Apesar de pequena, Apuí, por ser um polo comercial daquela região, conta com boas lojas, bons postos de combustíveis, oficinas mecânicas de motos, carros e caminhões, centro médico, entre outras atividades. Eu havia perdido minhas luvas ainda na estrada de acesso para Fordlândia, sendo preciso adquirir outra, pois o sol forte castigava muito a pele das mãos.
Esta é outra região habitada por grupos indígenas, sendo que os principais eram os Tenharin e os Diahoy. Na época em que estive na área, em 2007, essas duas etnias cobravam pedágios elevados para permitir a passagem por suas terras, prática sabidamente ilegal. Apesar disso, o governo optou por ignorar a situação, provavelmente em razão do histórico de conflitos entre brancos e indígenas. Durante a travessia pelas aldeias, chamava a atenção o grande número de caminhonetes novas ou com pouco uso estacionadas ao longo da estrada. Para evitar fraudes e garantir que o pedágio fosse pago corretamente entre as tribos, os "recibos" recebiam um carimbo oficial, no qual poderiam ser checados, depois. Tudo isso era possível de observar na foto abaixo.
Hoje em dia já não existe mais o tal pedágio. Era cansativa demais a situação da rodovia antes do KM180, como é conhecido o pequeno distrito de Santo Antônio do Matupi. Um distrito é bairro separado de uma cidade-sede, no caso, o Município de Manicoré. E foi ali que pernoitamos. As ruas daquele lugar por si só equivaliam à um enduro, tamanha falta de manutenção. Daqui em diante, até Humaitá, a estrada piorou expressivamente, sendo que os últimos 50kms foram um grande teste para as nossas Pops. Passaram bem e com louvor, graças a Deus (obrigado, Sr. Soichiro Honda...).

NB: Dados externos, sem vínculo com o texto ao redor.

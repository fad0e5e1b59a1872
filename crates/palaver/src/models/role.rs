use serde::{Deserialize, Serialize};

#[derive(Debug, Clone, Copy, PartialEq, Eq, Hash, Serialize, Deserialize)]
#[serde(rename_all = "lowercase")]
pub enum Role {
    System,
    User,
    Assistant,
}
use anyhow::Result;
use clap::Parser;
use console::style;
use std::path::PathBuf;
use std::sync::Arc;
use tracing_subscriber::EnvFilter;

use palaver::agent::Agent;
use palaver::continuation::{merge_continuations, tag_continuation};
use palaver::models::message::Message;
use palaver::models::request::Request;
use palaver::providers::factory::{get_client, ProviderType};
use palaver::storage::filesystem::FilesystemStorage;
use palaver::storage::memory::MemoryStorage;
use palaver::text_editor::TextEditorTool;
use palaver::tool::ToolDefinition;
use palaver::transport::{CachingTransport, FileCache, ReqwestTransport, RetryTransport, Transport};

mod configuration;
mod error;
mod session;

use configuration::{Overrides, Settings};
use session::{load_conversation, persist_conversation, session_path};

#[derive(Parser)]
#[command(author, version, about, long_about = None)]
struct Cli {
    /// Prompt to send to the model
    prompt: String,

    /// Provider to use, overriding the configured one
    #[arg(short, long)]
    provider: Option<ProviderType>,

    /// Model code, e.g. claude-sonnet-4-5-20250929
    #[arg(short, long)]
    model: Option<String>,

    #[arg(long)]
    max_tokens: Option<u32>,

    #[arg(long)]
    temperature: Option<f32>,

    /// Directory the text editor tool may read and write. Without it the editor works in memory.
    #[arg(long)]
    sandbox: Option<PathBuf>,

    /// Output tags to close and continue when the model runs out of tokens
    #[arg(long, value_delimiter = ',')]
    continue_tags: Vec<String>,

    /// Session name or file to resume and save the conversation to
    #[arg(short, long)]
    session: Option<String>,

    /// Cache successful provider responses in this directory
    #[arg(long)]
    cache_dir: Option<PathBuf>,

    /// Configuration file, defaults to ./palaver.toml when present
    #[arg(short, long)]
    config: Option<PathBuf>,
}

#[tokio::main]
async fn main() -> Result<()> {
    tracing_subscriber::fmt()
        .with_env_filter(
            EnvFilter::try_from_default_env().unwrap_or_else(|_| EnvFilter::new("warn")),
        )
        .with_writer(std::io::stderr)
        .init();

    let cli = Cli::parse();

    let settings = Settings::load(Overrides {
        config_file: cli.config.clone(),
        provider: cli.provider,
        model: cli.model.clone(),
        max_tokens: cli.max_tokens,
        temperature: cli.temperature,
    })?;
    let model = settings.model();
    let max_tokens = settings.agent.max_tokens;
    let temperature = settings.agent.temperature;
    let provider_config = settings.provider.into_config()?;

    let retrying = RetryTransport::new(ReqwestTransport::new()?);
    let transport: Arc<dyn Transport> = match &cli.cache_dir {
        Some(dir) => Arc::new(CachingTransport::new(retrying, FileCache::new(dir))),
        None => Arc::new(retrying),
    };
    let client = get_client(provider_config, transport);

    let editor: Arc<dyn ToolDefinition> = match &cli.sandbox {
        Some(dir) => {
            let dir = std::env::current_dir()?.join(dir);
            Arc::new(TextEditorTool::new(FilesystemStorage::new(&dir)?))
        }
        None => Arc::new(TextEditorTool::new(MemoryStorage::new())),
    };

    let session_file = cli.session.as_deref().map(session_path).transpose()?;
    let history = match &session_file {
        Some(file) => load_conversation(file)?,
        None => Default::default(),
    };
    let conversation = history.with_message(Message::user().with_text(cli.prompt));

    let mut request = Request::new(model, conversation)
        .with_max_tokens(max_tokens)
        .with_temperature(temperature)
        .with_tool(editor);
    if !cli.continue_tags.is_empty() {
        request = request.with_continuation(tag_continuation(cli.continue_tags));
    }

    let agent = Agent::new(client);
    let response = agent.run(request).await?;

    match response.last_text() {
        Ok(text) => println!("{}", text),
        Err(_) => println!("{}", style("(the model returned no text)").yellow()),
    }

    let usage = response.usage();
    eprintln!(
        "{}",
        style(format!(
            "{} in / {} out tokens, ${:.4}, {} ms",
            usage.input_tokens,
            usage.output_tokens,
            usage.total_cost(),
            usage.time_ms
        ))
        .dim()
    );

    if let Some(file) = session_file {
        persist_conversation(&file, &merge_continuations(response.conversation()))?;
        eprintln!(
            "{}",
            style(format!("Session saved to {}", file.display())).dim()
        );
    }

    Ok(())
}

Chegamos à Humaitá e enquanto aguardávamos a balsa, bebemos alguns merecidos refrigerantes gelados, fabricados na região. Enquanto isso, assistimos ao inesquecível pôr-do-sol refletindo dourado nas águas do Rio Madeira.
---------------------------------------- Um dia aprendi que os sonhos existem para tornarem-se realidade. E, desde aquele dia, já não durmo para descansar. Simplesmente durmo para sonhar.